I'm learning more and more about distributed computing as I"m playing with larger and larger volumes of data. I understand a lot of the concepts behind the popular distributed computing platform
Hadoop, but have no actual experience deploying it. I'm diving into all the building blocks of
Hadoop one by one as I have time:
- Hadoop Common - The common utilities that support the other Hadoop subprojects.
- Chukwa -A data collection system for managing large distributed systems.
- HBase - A scalable, distributed database that supports structured data storage for large tables.
- HDFS - A distributed file system that provides high throughput access to application data.
- Hive - A data warehouse infrastructure that provides data summarization and ad hoc querying.

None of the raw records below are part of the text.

//! Unary and streaming call adapters.
//!
//! The adapters are framework-agnostic: the caller supplies [`CallInfo`]
//! and a handler, and gets back either the handler's output or
//! [`PermissionDenied`]. Framework glue maps the latter onto its own
//! permission-denied status (see the `tonic` feature).
//!
//! # Call flow
//!
//! ```text
//! CallInfo
//!   ↓
//! evaluate(policy, call) → Decision
//!   ↓
//! AuditDispatcher::dispatch (if the audit condition selects it)
//!   ↓
//! authorized?  → handler(request | stream)
//! otherwise    → PermissionDenied, handler never runs
//! ```

use std::sync::Arc;

use parking_lot::RwLock;
use thiserror::Error;

use crate::audit::{AuditDispatcher, LoggerRegistry};
use crate::engine::{evaluate, Decision};
use crate::error::PolicyError;
use crate::policy::Policy;
use crate::request::CallInfo;

/// The call was rejected by policy.
///
/// Carries nothing about which rule or policy decided.
#[derive(Debug, Clone, Copy, PartialEq, Eq, Error)]
#[error("unauthorized RPC request rejected")]
pub struct PermissionDenied {
    _private: (),
}

impl PermissionDenied {
    pub(crate) fn new() -> Self {
        Self { _private: () }
    }
}

#[cfg(feature = "tonic")]
impl From<PermissionDenied> for tonic::Status {
    fn from(denied: PermissionDenied) -> Self {
        tonic::Status::permission_denied(denied.to_string())
    }
}

/// Authorizes calls against the active policy and audits the decisions.
///
/// Holds the active policy behind an `Arc`; every call clones the `Arc`
/// once and then evaluates and dispatches without locking. A reload swaps
/// the `Arc` only after the new document has loaded completely, so calls
/// already in flight finish against the policy they started with.
///
/// # Examples
///
/// ```
/// use rpc_authz::{AuthzInterceptor, CallInfo};
///
/// let interceptor = AuthzInterceptor::new_static(r#"{
///     "name": "authz",
///     "allow_rules": [{ "name": "allow_echo", "request": { "paths": ["/echo.Echo/Say"] } }]
/// }"#).unwrap();
///
/// let reply = interceptor.unary(&CallInfo::new("/echo.Echo/Say"), "hi", |msg| msg.len());
/// assert_eq!(reply, Ok(2));
///
/// let rejected = interceptor.unary(&CallInfo::new("/echo.Echo/Shout"), "hi", |msg| msg.len());
/// assert!(rejected.is_err());
/// ```
#[derive(Debug)]
pub struct AuthzInterceptor {
    policy: RwLock<Arc<Policy>>,
    dispatcher: AuditDispatcher,
}

impl AuthzInterceptor {
    /// Creates an interceptor enforcing `policy`.
    pub fn new(policy: Policy) -> Self {
        Self {
            policy: RwLock::new(Arc::new(policy)),
            dispatcher: AuditDispatcher::new(),
        }
    }

    /// Loads `json` through the process-wide registry and enforces it.
    ///
    /// # Errors
    ///
    /// Returns `PolicyError` if the document fails to load.
    pub fn new_static(json: &str) -> Result<Self, PolicyError> {
        Policy::from_json(json).map(Self::new)
    }

    /// Returns the active policy.
    pub fn policy(&self) -> Arc<Policy> {
        Arc::clone(&*self.policy.read())
    }

    /// Replaces the active policy with `json`, loaded through the
    /// process-wide registry.
    ///
    /// # Errors
    ///
    /// Returns `PolicyError` if the document fails to load; the previous
    /// policy then stays active.
    pub fn reload(&self, json: &str) -> Result<(), PolicyError> {
        self.install(Policy::from_json(json))
    }

    /// Like [`reload`](Self::reload), resolving loggers through `registry`.
    ///
    /// # Errors
    ///
    /// Returns `PolicyError` if the document fails to load; the previous
    /// policy then stays active.
    pub fn reload_with_registry(
        &self,
        json: &str,
        registry: &LoggerRegistry,
    ) -> Result<(), PolicyError> {
        self.install(Policy::from_json_with_registry(json, registry))
    }

    fn install(&self, loaded: Result<Policy, PolicyError>) -> Result<(), PolicyError> {
        match loaded {
            Ok(policy) => {
                *self.policy.write() = Arc::new(policy);
                Ok(())
            }
            Err(err) => {
                tracing::warn!(
                    active = %self.policy.read().name(),
                    error = %err,
                    "policy reload failed; keeping active policy"
                );
                Err(err)
            }
        }
    }

    /// Decides and audits one call. This is the single audit point shared
    /// by the unary and streaming adapters.
    ///
    /// # Errors
    ///
    /// Returns `PermissionDenied` if the policy does not authorize the call.
    pub fn check(&self, call: &CallInfo) -> Result<Decision, PermissionDenied> {
        let policy = self.policy();
        let decision = evaluate(&policy, call);
        self.dispatcher.dispatch(&policy, call, &decision);

        if decision.authorized {
            Ok(decision)
        } else {
            tracing::debug!(method = %call.method(), "rejecting unauthorized call");
            Err(PermissionDenied::new())
        }
    }

    /// Authorizes a unary call, then runs `handler` on the request.
    ///
    /// `handler` is not invoked when the call is rejected. Its output is
    /// returned unchanged, so an async handler's future can be passed
    /// straight through.
    ///
    /// # Errors
    ///
    /// Returns `PermissionDenied` if the policy does not authorize the call.
    pub fn unary<Req, Out, H>(
        &self,
        call: &CallInfo,
        request: Req,
        handler: H,
    ) -> Result<Out, PermissionDenied>
    where
        H: FnOnce(Req) -> Out,
    {
        self.check(call)?;
        Ok(handler(request))
    }

    /// Authorizes a stream once, at establishment, then hands the whole
    /// stream to `handler`.
    ///
    /// Individual messages are not re-evaluated: the one decision and its
    /// single audit event cover the stream's lifetime. A rejected stream
    /// never reaches `handler`, so no message is exchanged.
    ///
    /// # Errors
    ///
    /// Returns `PermissionDenied` if the policy does not authorize the call.
    pub fn stream<S, Out, H>(
        &self,
        call: &CallInfo,
        stream: S,
        handler: H,
    ) -> Result<Out, PermissionDenied>
    where
        H: FnOnce(S) -> Out,
    {
        self.check(call)?;
        Ok(handler(stream))
    }
}
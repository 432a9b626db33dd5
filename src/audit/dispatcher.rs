//! Condition-gated fan-out of audit events to a policy's loggers.

use std::panic::{self, AssertUnwindSafe};

use super::Event;
use crate::engine::Decision;
use crate::policy::Policy;
use crate::request::CallInfo;

/// Emits audit events for decisions made against a policy.
///
/// The dispatcher is stateless; it reads the condition and loggers from the
/// policy it is given. Loggers run synchronously, one after another, in the
/// order of `audit_loggers`, and all receive the same event. A logger that
/// returns an error or panics is reported through `tracing` and skipped;
/// the call itself is never affected.
#[derive(Debug, Clone, Copy, Default)]
pub struct AuditDispatcher;

impl AuditDispatcher {
    /// Creates a dispatcher.
    pub fn new() -> Self {
        Self
    }

    /// Audits `decision` if the policy's condition selects it.
    ///
    /// Returns the event that was dispatched, or `None` when the condition
    /// filtered the decision out.
    pub fn dispatch(&self, policy: &Policy, call: &CallInfo, decision: &Decision) -> Option<Event> {
        if !policy.audit_condition().should_audit(decision.authorized) {
            return None;
        }

        let event = Event::new(
            call.method(),
            call.principal(),
            policy.name(),
            decision.matched_rule.as_str(),
            decision.authorized,
        );

        for (index, logger) in policy.loggers().iter().enumerate() {
            match panic::catch_unwind(AssertUnwindSafe(|| logger.log(&event))) {
                Ok(Ok(())) => {}
                Ok(Err(err)) => {
                    tracing::warn!(
                        target: "rpc_authz::audit",
                        policy = %policy.name(),
                        logger = index,
                        error = %err,
                        "audit logger failed"
                    );
                }
                Err(_) => {
                    tracing::error!(
                        target: "rpc_authz::audit",
                        policy = %policy.name(),
                        logger = index,
                        "audit logger panicked"
                    );
                }
            }
        }

        Some(event)
    }
}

- MapReduce - A software framework for distributed processing of large data sets on compute clusters.
- Pig - A high-level data-flow language and execution framework for parallel computation.
- ZooKeeper - A high-performance coordination service for distributed applications.
Tonight, a post that really opened my eyes to some of the features and the approach Hadoop takes, was
A High Level Comparison of Hadoop and Dryad. Not sure why, but the comparison of Hadoops approach using
Map Reduce and Microsoft's approach using
Directed Acyclic Graph has got me reading more. I think its because of my history with Windows Server, SQL Server and being a recovering Microsoft Kool-Aid drinker that this comparison is shedding light on Hadoop for me.
It appears appears that Microsoft is attempting to take on the
Hadoop community with its
Dryad Project. I'm way behind in understanding and applying
Hadoop, but Josh Patterson's comparison has pushed me into learning more. Thanks Josh.